*** SOURCE INFORMATION ***
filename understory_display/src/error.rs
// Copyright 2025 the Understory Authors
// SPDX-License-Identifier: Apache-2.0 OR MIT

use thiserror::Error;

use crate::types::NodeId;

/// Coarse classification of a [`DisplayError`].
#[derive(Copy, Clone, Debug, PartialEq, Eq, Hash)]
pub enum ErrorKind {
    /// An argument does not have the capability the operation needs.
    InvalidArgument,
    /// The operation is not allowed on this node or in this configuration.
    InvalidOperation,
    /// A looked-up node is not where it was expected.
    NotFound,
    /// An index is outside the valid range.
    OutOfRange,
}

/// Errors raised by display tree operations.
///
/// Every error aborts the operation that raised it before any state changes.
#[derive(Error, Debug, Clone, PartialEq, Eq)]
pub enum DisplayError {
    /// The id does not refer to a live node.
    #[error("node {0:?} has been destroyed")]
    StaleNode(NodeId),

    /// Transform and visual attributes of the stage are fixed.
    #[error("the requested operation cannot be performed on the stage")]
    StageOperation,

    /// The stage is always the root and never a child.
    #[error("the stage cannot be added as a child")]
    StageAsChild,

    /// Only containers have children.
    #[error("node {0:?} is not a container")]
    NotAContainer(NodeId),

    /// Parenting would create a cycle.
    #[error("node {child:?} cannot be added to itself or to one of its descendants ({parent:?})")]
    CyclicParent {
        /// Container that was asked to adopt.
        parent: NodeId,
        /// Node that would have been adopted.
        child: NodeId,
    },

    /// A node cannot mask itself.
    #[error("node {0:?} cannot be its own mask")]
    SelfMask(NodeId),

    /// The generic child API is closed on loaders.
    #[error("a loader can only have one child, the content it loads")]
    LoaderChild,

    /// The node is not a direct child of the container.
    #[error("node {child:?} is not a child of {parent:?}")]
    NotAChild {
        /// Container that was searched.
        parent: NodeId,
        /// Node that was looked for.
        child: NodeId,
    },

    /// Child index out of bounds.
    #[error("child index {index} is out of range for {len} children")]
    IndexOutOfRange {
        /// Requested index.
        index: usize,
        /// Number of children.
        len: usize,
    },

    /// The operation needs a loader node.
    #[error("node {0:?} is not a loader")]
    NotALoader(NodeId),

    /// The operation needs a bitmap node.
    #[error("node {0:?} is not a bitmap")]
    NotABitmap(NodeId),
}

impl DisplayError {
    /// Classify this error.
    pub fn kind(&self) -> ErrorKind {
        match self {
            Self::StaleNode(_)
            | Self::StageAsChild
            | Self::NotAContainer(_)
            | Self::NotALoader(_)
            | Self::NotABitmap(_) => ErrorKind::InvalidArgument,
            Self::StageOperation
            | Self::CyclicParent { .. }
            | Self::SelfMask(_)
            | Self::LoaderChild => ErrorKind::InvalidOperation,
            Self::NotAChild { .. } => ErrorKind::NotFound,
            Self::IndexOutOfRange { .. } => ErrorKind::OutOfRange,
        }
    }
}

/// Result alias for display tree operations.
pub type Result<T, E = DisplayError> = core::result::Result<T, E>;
*** End of SOURCE INFORMATION ***
*** SOURCE INFORMATION ***
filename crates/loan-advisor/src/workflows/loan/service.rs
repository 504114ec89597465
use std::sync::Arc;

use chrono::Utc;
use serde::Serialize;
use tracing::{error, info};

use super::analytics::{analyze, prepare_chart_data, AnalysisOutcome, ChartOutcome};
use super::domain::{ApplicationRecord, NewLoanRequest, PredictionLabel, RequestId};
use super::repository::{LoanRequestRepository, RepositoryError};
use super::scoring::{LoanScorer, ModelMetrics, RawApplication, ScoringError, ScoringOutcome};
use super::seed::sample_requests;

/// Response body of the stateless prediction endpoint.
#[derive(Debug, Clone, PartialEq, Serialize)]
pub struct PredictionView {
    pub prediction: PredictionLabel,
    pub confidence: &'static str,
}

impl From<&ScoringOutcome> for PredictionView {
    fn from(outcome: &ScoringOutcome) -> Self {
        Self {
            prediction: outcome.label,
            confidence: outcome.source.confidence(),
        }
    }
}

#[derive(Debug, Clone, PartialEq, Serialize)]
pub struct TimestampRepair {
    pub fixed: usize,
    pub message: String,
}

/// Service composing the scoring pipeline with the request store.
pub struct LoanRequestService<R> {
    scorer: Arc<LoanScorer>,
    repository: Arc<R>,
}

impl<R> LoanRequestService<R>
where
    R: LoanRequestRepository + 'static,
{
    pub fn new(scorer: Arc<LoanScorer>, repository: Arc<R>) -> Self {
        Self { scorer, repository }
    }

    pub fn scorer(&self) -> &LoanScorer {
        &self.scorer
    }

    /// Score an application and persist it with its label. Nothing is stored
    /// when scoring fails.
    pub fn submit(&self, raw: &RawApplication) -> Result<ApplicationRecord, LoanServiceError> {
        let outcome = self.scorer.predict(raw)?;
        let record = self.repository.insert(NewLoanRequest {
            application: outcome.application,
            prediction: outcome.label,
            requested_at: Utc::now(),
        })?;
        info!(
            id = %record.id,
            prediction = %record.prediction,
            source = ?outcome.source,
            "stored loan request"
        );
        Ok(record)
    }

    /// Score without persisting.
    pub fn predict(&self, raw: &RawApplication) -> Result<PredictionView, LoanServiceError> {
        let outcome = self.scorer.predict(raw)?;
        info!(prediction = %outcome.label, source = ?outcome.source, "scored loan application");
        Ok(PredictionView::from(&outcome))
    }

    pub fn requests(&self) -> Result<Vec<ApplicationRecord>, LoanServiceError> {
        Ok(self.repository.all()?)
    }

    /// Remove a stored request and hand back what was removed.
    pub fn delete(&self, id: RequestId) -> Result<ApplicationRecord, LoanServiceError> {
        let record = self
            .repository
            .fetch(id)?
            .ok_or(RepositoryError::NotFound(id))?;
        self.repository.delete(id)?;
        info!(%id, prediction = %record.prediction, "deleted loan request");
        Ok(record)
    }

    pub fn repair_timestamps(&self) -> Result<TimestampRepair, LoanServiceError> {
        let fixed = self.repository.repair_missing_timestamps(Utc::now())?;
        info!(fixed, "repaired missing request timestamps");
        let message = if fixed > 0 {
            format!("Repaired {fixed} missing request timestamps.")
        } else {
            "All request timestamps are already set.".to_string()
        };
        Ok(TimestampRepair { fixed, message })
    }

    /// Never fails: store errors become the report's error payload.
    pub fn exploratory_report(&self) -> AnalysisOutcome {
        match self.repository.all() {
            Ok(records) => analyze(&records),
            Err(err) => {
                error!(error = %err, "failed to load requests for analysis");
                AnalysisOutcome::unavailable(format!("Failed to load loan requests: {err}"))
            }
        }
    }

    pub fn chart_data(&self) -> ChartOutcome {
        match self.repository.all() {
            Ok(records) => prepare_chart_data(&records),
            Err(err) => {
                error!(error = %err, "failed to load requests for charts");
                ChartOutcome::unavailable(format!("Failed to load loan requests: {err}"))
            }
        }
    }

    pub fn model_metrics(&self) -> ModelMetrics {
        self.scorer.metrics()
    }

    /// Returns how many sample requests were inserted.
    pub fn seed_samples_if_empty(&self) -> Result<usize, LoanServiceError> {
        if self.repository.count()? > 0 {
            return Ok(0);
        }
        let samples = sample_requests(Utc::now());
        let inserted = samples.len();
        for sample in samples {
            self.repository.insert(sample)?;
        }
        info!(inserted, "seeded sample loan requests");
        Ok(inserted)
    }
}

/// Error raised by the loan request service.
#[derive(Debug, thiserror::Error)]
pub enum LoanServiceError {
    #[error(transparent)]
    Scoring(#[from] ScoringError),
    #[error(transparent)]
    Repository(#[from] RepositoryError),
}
*** End of SOURCE INFORMATION ***
*** SOURCE INFORMATION ***
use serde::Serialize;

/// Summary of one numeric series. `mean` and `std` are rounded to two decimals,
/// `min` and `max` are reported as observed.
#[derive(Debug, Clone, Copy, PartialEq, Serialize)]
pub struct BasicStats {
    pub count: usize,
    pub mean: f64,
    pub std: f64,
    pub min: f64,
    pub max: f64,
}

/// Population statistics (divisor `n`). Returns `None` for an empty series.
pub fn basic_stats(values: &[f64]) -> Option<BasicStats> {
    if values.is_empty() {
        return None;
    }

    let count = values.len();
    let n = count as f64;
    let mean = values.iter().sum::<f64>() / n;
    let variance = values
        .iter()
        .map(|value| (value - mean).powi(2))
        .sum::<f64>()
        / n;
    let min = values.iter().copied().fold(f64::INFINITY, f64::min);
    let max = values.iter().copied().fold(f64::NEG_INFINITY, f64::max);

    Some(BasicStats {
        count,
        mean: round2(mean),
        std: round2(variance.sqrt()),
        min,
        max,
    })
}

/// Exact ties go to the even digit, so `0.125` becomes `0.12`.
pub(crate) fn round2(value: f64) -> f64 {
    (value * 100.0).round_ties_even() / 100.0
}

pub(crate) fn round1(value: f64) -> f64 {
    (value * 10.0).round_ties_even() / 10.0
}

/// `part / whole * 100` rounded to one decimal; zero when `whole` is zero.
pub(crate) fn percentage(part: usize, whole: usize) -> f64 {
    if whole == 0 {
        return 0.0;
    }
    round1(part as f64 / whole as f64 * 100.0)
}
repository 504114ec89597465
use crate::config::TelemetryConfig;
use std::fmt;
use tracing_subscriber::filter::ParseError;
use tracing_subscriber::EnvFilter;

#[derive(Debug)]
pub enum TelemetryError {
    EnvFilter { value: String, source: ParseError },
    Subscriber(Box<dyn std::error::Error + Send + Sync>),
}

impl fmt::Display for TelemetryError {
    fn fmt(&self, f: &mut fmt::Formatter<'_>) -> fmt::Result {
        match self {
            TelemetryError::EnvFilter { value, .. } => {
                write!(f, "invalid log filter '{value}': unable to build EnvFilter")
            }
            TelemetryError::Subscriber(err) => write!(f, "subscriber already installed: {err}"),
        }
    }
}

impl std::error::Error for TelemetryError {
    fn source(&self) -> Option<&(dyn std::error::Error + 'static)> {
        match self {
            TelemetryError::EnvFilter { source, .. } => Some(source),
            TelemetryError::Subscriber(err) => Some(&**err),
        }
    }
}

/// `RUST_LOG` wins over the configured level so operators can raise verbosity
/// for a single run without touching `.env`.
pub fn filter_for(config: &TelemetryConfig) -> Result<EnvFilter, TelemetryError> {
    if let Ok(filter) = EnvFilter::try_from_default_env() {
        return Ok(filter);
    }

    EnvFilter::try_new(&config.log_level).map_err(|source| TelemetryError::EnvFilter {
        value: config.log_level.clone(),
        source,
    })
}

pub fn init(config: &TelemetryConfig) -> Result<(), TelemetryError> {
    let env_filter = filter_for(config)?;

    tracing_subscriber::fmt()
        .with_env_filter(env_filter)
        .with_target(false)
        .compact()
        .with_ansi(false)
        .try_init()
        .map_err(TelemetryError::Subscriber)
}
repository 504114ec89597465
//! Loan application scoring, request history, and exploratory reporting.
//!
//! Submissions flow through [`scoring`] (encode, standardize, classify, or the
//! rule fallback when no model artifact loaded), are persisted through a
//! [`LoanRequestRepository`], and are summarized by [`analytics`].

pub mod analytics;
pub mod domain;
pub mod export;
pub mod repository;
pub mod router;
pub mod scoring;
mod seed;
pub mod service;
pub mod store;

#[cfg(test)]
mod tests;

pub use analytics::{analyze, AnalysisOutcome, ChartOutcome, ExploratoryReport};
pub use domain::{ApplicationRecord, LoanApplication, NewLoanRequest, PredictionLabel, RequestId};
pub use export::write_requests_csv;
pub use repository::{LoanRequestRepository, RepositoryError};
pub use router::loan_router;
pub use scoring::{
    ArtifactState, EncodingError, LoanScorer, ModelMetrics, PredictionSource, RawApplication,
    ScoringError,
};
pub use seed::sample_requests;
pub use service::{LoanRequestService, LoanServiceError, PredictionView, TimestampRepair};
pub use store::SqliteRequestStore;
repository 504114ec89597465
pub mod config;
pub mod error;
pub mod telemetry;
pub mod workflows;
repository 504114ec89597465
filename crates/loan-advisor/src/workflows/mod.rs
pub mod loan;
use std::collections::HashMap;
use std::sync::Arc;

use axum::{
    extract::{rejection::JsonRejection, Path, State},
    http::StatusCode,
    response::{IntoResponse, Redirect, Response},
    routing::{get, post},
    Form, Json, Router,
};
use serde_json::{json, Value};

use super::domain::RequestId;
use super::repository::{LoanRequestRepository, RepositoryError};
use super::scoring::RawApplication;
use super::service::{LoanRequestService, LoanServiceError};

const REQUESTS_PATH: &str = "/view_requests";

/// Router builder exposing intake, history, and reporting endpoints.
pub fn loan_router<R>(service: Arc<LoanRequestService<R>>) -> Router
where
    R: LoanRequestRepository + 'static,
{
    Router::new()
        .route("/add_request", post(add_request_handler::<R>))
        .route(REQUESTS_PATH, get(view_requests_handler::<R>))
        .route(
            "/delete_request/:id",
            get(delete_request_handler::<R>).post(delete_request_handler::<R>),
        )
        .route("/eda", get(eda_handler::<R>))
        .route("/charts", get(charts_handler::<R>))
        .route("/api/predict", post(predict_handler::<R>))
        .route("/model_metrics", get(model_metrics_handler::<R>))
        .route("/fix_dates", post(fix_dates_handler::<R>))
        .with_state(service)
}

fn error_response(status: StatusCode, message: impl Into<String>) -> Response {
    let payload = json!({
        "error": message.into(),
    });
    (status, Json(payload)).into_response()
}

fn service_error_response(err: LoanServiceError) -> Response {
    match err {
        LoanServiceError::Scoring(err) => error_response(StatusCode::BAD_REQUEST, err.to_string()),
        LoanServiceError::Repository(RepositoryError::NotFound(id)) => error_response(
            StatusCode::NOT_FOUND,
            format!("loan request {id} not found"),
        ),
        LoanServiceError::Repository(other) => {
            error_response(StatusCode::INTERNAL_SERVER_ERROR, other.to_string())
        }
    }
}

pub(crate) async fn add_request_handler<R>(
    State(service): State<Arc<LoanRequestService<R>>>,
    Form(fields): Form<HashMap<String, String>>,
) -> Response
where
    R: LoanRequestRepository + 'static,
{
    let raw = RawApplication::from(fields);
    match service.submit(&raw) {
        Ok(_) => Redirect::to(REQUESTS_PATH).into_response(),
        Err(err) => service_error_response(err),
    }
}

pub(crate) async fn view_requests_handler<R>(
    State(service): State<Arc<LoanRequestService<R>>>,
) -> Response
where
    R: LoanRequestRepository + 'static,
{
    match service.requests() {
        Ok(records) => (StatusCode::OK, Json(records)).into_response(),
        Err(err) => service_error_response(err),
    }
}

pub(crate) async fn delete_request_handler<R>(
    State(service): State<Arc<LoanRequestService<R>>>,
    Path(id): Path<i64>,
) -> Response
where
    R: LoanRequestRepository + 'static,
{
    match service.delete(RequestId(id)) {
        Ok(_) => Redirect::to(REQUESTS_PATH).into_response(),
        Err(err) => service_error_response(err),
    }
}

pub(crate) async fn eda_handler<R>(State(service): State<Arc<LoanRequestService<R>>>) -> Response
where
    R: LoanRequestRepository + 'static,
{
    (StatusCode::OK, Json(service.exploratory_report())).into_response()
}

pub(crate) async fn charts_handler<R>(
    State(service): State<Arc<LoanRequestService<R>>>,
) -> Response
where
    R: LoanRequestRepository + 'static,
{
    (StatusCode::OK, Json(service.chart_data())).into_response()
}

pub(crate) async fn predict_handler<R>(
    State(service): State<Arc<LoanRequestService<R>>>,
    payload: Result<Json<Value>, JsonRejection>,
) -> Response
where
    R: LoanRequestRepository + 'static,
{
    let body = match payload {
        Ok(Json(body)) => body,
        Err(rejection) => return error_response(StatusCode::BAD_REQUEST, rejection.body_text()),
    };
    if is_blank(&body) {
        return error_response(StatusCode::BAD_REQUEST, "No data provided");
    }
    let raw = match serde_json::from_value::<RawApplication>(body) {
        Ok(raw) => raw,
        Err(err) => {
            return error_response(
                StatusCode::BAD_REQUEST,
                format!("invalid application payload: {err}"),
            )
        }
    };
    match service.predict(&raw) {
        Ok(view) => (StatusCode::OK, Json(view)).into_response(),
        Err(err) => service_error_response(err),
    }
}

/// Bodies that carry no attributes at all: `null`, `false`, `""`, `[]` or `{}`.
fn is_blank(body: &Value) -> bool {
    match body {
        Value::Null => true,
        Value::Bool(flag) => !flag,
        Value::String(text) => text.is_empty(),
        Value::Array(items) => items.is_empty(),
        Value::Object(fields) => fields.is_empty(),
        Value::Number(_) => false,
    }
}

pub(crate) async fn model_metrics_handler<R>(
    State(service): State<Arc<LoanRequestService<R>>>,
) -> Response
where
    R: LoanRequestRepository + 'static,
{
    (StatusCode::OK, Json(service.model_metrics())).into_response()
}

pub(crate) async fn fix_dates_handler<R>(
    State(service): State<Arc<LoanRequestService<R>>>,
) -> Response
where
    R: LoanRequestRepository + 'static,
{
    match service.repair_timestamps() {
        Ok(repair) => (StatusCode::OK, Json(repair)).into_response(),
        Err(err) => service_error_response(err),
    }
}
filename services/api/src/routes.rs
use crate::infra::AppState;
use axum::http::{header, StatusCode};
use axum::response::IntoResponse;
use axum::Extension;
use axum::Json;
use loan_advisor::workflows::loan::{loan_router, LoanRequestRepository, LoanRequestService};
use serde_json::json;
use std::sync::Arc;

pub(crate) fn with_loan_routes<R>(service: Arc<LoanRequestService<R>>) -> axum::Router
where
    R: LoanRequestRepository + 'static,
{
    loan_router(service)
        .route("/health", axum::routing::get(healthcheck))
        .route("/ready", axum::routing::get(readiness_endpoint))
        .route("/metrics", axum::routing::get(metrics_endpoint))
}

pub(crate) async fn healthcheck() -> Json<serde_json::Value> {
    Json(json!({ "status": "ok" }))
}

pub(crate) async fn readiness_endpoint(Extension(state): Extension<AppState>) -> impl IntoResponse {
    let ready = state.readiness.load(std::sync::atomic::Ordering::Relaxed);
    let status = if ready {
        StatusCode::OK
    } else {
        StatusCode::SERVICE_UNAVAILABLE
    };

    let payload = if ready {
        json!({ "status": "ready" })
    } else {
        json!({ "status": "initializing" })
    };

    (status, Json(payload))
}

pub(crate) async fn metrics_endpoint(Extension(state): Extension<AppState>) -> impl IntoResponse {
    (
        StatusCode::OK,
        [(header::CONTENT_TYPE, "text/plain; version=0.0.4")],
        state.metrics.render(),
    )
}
*** End of SOURCE INFORMATION ***
▸ EXERCISE DIRECTIONS
Provide the number of lines above that include the string "NotALoader", with no other words.

▸ SOLUTION FOR THIS EXERCISE
2